For the first time in my life I had time to cook real food. I read articles and books about the emerging Eat Local Movement. I made jams and crisps in the mornings and 10-ingredient dinners in the afternoons. After dinner, we lounged in the backyard among the arugula and plums and calendula. I had time and joy. (Whoever said money buys happiness was wrong. Time buys happiness. Ask any working mother. Or any happy person.)
And then exciting work opportunities opened up and my consulting business grew. The toddler became a preschooler. I still cooked, but I didn't write about it. There was no good way to make dinner in the evening and write notes and take pictures without meltdowns. (I still don't really have that figured out.)
And more than that, I was frustrated with food. I finally got hit with the gluten-intolerance that plagues a good portion of my mother's side of the family. I went through more than a good year of hating food for making me so sick. But I got through that. And I adjusted to the rest of my family's allergy to all dairy products. I developed deep gratitude for all the other food bloggers sharing gluten-free recipes with fresh, local ingredients. Like Gluten-free Girl and the Chef, and Gluten-free Goddess. Both of these women helped me see gluten-free was not the end of food for me but simply a way to look at food from a different vantage point.

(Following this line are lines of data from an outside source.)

use std::convert::TryInto;
use std::io::Read;
use std::sync::Arc;

use crate::compactint::CompactInt;
use crate::serialization::{SerializationError, WireDeserialize};
use crate::transaction::Transaction;

use super::{Block, Header};

/// The maximum size of a serialized block, in bytes.
pub const MAX_BLOCK_BYTES: u64 = 1_000_000;

impl WireDeserialize for Block {
    fn wire_deserialize<R: Read>(mut reader: R) -> Result<Self, SerializationError> {
        let header = Header::wire_deserialize(&mut reader)?;

        let mut reader = reader.take(MAX_BLOCK_BYTES - Header::len() as u64);
        let tx_count = CompactInt::wire_deserialize(&mut reader)?.value();

        // Sanity check the count against the smallest possible transaction,
        // so a hostile length prefix can't drive a huge preallocation.
        if tx_count > MAX_BLOCK_BYTES / 64 {
            return Err(SerializationError::Parse(
                "block claims more transactions than could fit in a block",
            ));
        }
        let mut transactions = Vec::with_capacity(
            tx_count
                .try_into()
                .expect("transaction count was bounded above"),
        );

        for _ in 0..tx_count {
            transactions.push(<Arc<Transaction>>::wire_deserialize(&mut reader)?);
        }

        Ok(Block {
            header,
            transactions,
        })
    }
}
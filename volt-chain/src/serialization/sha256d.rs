//! Double SHA-256 (SHA256d), the digest used for block, transaction, and
//! frame-checksum hashing.

use sha2::{Digest, Sha256};
use std::io;

/// A wrapper to serialize into a SHA256d digest without an intermediate
/// buffer, by implementing `io::Write`.
#[derive(Default)]
pub struct Writer {
    hash: Sha256,
}

impl Writer {
    /// Consume the writer and produce the double hash of everything written
    /// so far.
    pub fn finish(self) -> [u8; 32] {
        let result = Sha256::digest(&self.hash.finalize());
        let mut buffer = [0u8; 32];
        buffer[0..32].copy_from_slice(&result[0..32]);
        buffer
    }
}

impl io::Write for Writer {
    fn write(&mut self, buf: &[u8]) -> io::Result<usize> {
        self.hash.update(buf);
        Ok(buf.len())
    }

    fn flush(&mut self) -> io::Result<()> {
        Ok(())
    }
}

/// Compute the SHA256d digest of `data` in one call.
pub fn digest(data: &[u8]) -> [u8; 32] {
    let once = Sha256::digest(data);
    let twice = Sha256::digest(&once);
    let mut buffer = [0u8; 32];
    buffer.copy_from_slice(&twice);
    buffer
}

/// A 4-byte checksum using truncated double-SHA256 (two rounds of SHA256).
#[derive(Copy, Clone, Eq, PartialEq, Serialize, Deserialize)]
pub struct Checksum(pub [u8; 4]);

impl<'a> From<&'a [u8]> for Checksum {
    fn from(bytes: &'a [u8]) -> Self {
        let hash = digest(bytes);
        let mut checksum = [0u8; 4];
        checksum.copy_from_slice(&hash[0..4]);
        Self(checksum)
    }
}

impl std::fmt::Debug for Checksum {
    fn fmt(&self, f: &mut std::fmt::Formatter) -> std::fmt::Result {
        f.debug_tuple("Checksum")
            .field(&hex::encode(self.0))
            .finish()
    }
}
//! Blocks and block-related structures (heights, headers, etc.)

mod hash;
mod header;
mod height;
mod serialize;

pub mod merkle;

#[cfg(any(test, feature = "proptest-impl"))]
mod arbitrary;
#[cfg(test)]
mod tests;

use std::{fmt, sync::Arc};

use crate::transaction::Transaction;
use crate::transfer;
use crate::WireSerialize;
use volt_serde_derive::WireSerialize;

pub use hash::Hash;
pub use header::{BlockTimeError, CountedHeader, Header};
pub use height::Height;
pub use serialize::MAX_BLOCK_BYTES;

/// A volt block, containing a header and a list of transactions.
#[derive(Clone, Debug, Eq, PartialEq, Serialize, Deserialize, WireSerialize)]
pub struct Block {
    /// The block header, containing block metadata.
    pub header: Header,
    /// The block transactions.
    pub transactions: Vec<Arc<Transaction>>,
}

impl Block {
    /// Return the block height reported in the coinbase transaction, if any.
    pub fn coinbase_height(&self) -> Option<Height> {
        self.transactions
            .get(0)
            .and_then(|tx| tx.inputs.get(0))
            .and_then(|input| match input {
                transfer::Input::Coinbase { height, .. } => Some(*height),
                _ => None,
            })
    }

    /// Compute the hash of this block.
    pub fn hash(&self) -> Hash {
        if let Some(hash) = self.header.cached_hash() {
            return hash;
        }
        Hash::from(&self.header)
    }
}

impl fmt::Display for Block {
    fn fmt(&self, f: &mut fmt::Formatter<'_>) -> fmt::Result {
        let mut fmter = f.debug_struct("Block");
        if let Some(height) = self.coinbase_height() {
            fmter.field("height", &height);
        }

        fmter.field("hash", &self.hash()).finish()
    }
}

impl<'a> From<&'a Block> for Hash {
    fn from(block: &'a Block) -> Hash {
        (&block.header).into()
    }
}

And then last year I became the (mostly) sole breadwinner in the family. I started working long hours. And there was barely time for cooking. Dinner got very, very simple. And involved a lot of crockpots and breakfast-for-dinner nights. (Or, eating out, which we really couldn't afford.)
All along I never gave up my commitment to eating locally. I still planted my seeds (or they planted themselves) and tended the greens and squashes in my little vegetable garden. And we still went to our neighborhood farmers market; I even joined the board.
And now here I am with a thriving little business, busy little girls, and a husband juggling a dozen people's dreams. My expectations of what food can do for me, my family and the world are grounded in a deeper connection to the rhythm of seasons and an appreciation for all the flavors and textures the world has to offer. And, if it's not obvious by the recipes here, a commitment to our continued personal health via a gluten-free and dairy-free diet.
What started as an experiment with jam, then turned to something of an obsession with all we can find in our local food shed, has happily settled into a comfortable balance of delicious, healthful seasonal foods with whatever twist strikes our fancy. As long as I can get it on the table in 30 minutes, of course.